## Materials provided
//! Batch runs over several units

use std::sync::Arc;

use anyhow::{Context, Result};
use chrono::Utc;
use futures::future::join_all;
use serde::{Deserialize, Serialize};
use tracing::{info, instrument, warn};

use crate::controller::{wait_for_outcome, SessionController, SessionStatus, StartRequest};
use crate::store::{RunRecord, RunStore, UnitRunResult, UnitStore};

#[derive(Debug, Clone, Copy, Default, PartialEq, Eq, Serialize, Deserialize)]
#[serde(rename_all = "snake_case")]
pub enum BatchMode {
    #[default]
    Sequential,
    Parallel,
}

/// Runs each unit as its own session and records the outcomes in a run
pub struct BatchRunner {
    controller: SessionController,
    runs: Arc<dyn RunStore>,
    units: Arc<dyn UnitStore>,
}

impl BatchRunner {
    pub fn new(controller: SessionController, runs: Arc<dyn RunStore>, units: Arc<dyn UnitStore>) -> Self {
        Self {
            controller,
            runs,
            units,
        }
    }

    #[instrument(skip(self, unit_ids), fields(units = unit_ids.len()))]
    pub async fn execute(&self, run_id: &str, unit_ids: &[String], mode: BatchMode) -> Result<RunRecord> {
        if self.runs.load_run(run_id)?.is_none() {
            self.runs.save_run(&RunRecord::new(run_id))?;
        }

        match mode {
            BatchMode::Sequential => {
                for unit_id in unit_ids {
                    self.run_unit(run_id, unit_id).await?;
                }
            }
            BatchMode::Parallel => {
                let outcomes = join_all(unit_ids.iter().map(|id| self.run_unit(run_id, id))).await;
                for outcome in outcomes {
                    outcome?;
                }
            }
        }

        let run = self
            .runs
            .load_run(run_id)?
            .with_context(|| format!("Run not found after execution: {}", run_id))?;
        info!(run_id, completed = run.units.values().filter(|r| r.status == SessionStatus::Completed).count(), "Batch finished");
        Ok(run)
    }

    async fn run_unit(&self, run_id: &str, unit_id: &str) -> Result<SessionStatus> {
        let unit = match self.units.load_unit(unit_id) {
            Ok(Some(unit)) => unit,
            Ok(None) => {
                warn!(run_id, unit_id, "Unit not found");
                return self.record(run_id, unit_id, SessionStatus::Error, None);
            }
            Err(e) => {
                warn!(run_id, unit_id, error = %e, "Failed to load unit");
                return self.record(run_id, unit_id, SessionStatus::Error, None);
            }
        };

        let prompt = if unit.prompt.is_empty() {
            unit.name.clone()
        } else {
            unit.prompt.clone()
        };
        let (session_id, mut events) = self
            .controller
            .start(StartRequest::new(prompt).with_unit(unit_id));
        self.record(run_id, unit_id, SessionStatus::Running, Some(session_id.clone()))?;

        let status = wait_for_outcome(&mut events).await;
        info!(run_id, unit_id, %session_id, %status, "Unit finished");
        self.record(run_id, unit_id, status, Some(session_id))
    }

    fn record(
        &self,
        run_id: &str,
        unit_id: &str,
        status: SessionStatus,
        session_id: Option<String>,
    ) -> Result<SessionStatus> {
        self.runs.record_unit_result(
            run_id,
            unit_id,
            UnitRunResult {
                status,
                session_id,
                updated_at: Utc::now(),
            },
        )?;
        Ok(status)
    }
}
use anyhow::Result;
use async_trait::async_trait;
use serde_json::Value;

use super::PLANNING;
use crate::agent::plan::{SharedPlan, StepStatus};
use crate::tools::{ParameterProperty, ParameterSchema, Tool, ToolContext, ToolResult};

/// Create and track the task plan
pub struct PlanningTool {
    plan: SharedPlan,
}

impl PlanningTool {
    pub fn new(plan: SharedPlan) -> Self {
        Self { plan }
    }
}

fn string_list(value: Option<&Value>) -> Option<Vec<String>> {
    value?
        .as_array()?
        .iter()
        .map(|v| v.as_str().map(str::to_string))
        .collect()
}

#[async_trait]
impl Tool for PlanningTool {
    fn name(&self) -> &str {
        PLANNING
    }

    fn description(&self) -> &str {
        "Manage the task plan. Create it once, mark a step in_progress before working on it \
         and completed when it is done. Only one step may be in progress at a time."
    }

    fn parameters_schema(&self) -> ParameterSchema {
        ParameterSchema::new()
            .with_required(
                "command",
                ParameterProperty::string("Planning command")
                    .with_enum(["create", "update", "mark_step", "get"]),
            )
            .with_property("title", ParameterProperty::string("Plan title, for 'create'"))
            .with_property("steps", ParameterProperty::string_array("Step descriptions, for 'create' and 'update'"))
            .with_property("step_index", ParameterProperty::integer("Step index, for 'mark_step'"))
            .with_property(
                "step_status",
                ParameterProperty::string("New status, for 'mark_step'")
                    .with_enum(["not_started", "in_progress", "completed", "blocked"]),
            )
    }

    async fn execute(&self, args: &Value, _ctx: &ToolContext) -> Result<ToolResult> {
        let command = args["command"].as_str().unwrap_or_default();
        let mut plan = self.plan.lock();

        let result = match command {
            "create" => {
                let Some(steps) = string_list(args.get("steps")).filter(|s| !s.is_empty()) else {
                    return Ok(ToolResult::error("'steps' must be a non-empty list of strings"));
                };
                let title = args["title"].as_str().unwrap_or("Task plan");
                plan.create(title, steps);
                ToolResult::success(format!("Plan created\n\n{}", plan.render()))
            }
            "update" => {
                if plan.is_empty() {
                    return Ok(ToolResult::error("No plan has been created yet"));
                }
                let Some(steps) = string_list(args.get("steps")) else {
                    return Ok(ToolResult::error("'steps' must be a list of strings"));
                };
                if let Some(title) = args["title"].as_str() {
                    plan.title = title.to_string();
                }
                plan.replace_steps(steps);
                ToolResult::success(format!("Plan updated\n\n{}", plan.render()))
            }
            "mark_step" => {
                let Some(index) = args["step_index"].as_u64() else {
                    return Ok(ToolResult::error("'step_index' is required for mark_step"));
                };
                let status = match args["step_status"].as_str().unwrap_or("completed").parse::<StepStatus>() {
                    Ok(status) => status,
                    Err(e) => return Ok(ToolResult::error(e.to_string())),
                };
                match plan.mark(index as usize, status) {
                    Ok(()) => ToolResult::success(format!(
                        "Step {} updated\n\n{}",
                        index,
                        plan.render()
                    )),
                    Err(e) => ToolResult::error(e.to_string()),
                }
            }
            "get" => {
                if plan.is_empty() {
                    ToolResult::error("No plan has been created yet")
                } else {
                    ToolResult::success(plan.render())
                }
            }
            other => ToolResult::error(format!(
                "Unrecognized command: {}. Allowed commands are: create, update, mark_step, get",
                other
            )),
        };
        Ok(result)
    }
}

## Required work
Your reply must consist solely of the number of lines in the listing above that include the word "impl".

## Answer to this problem
3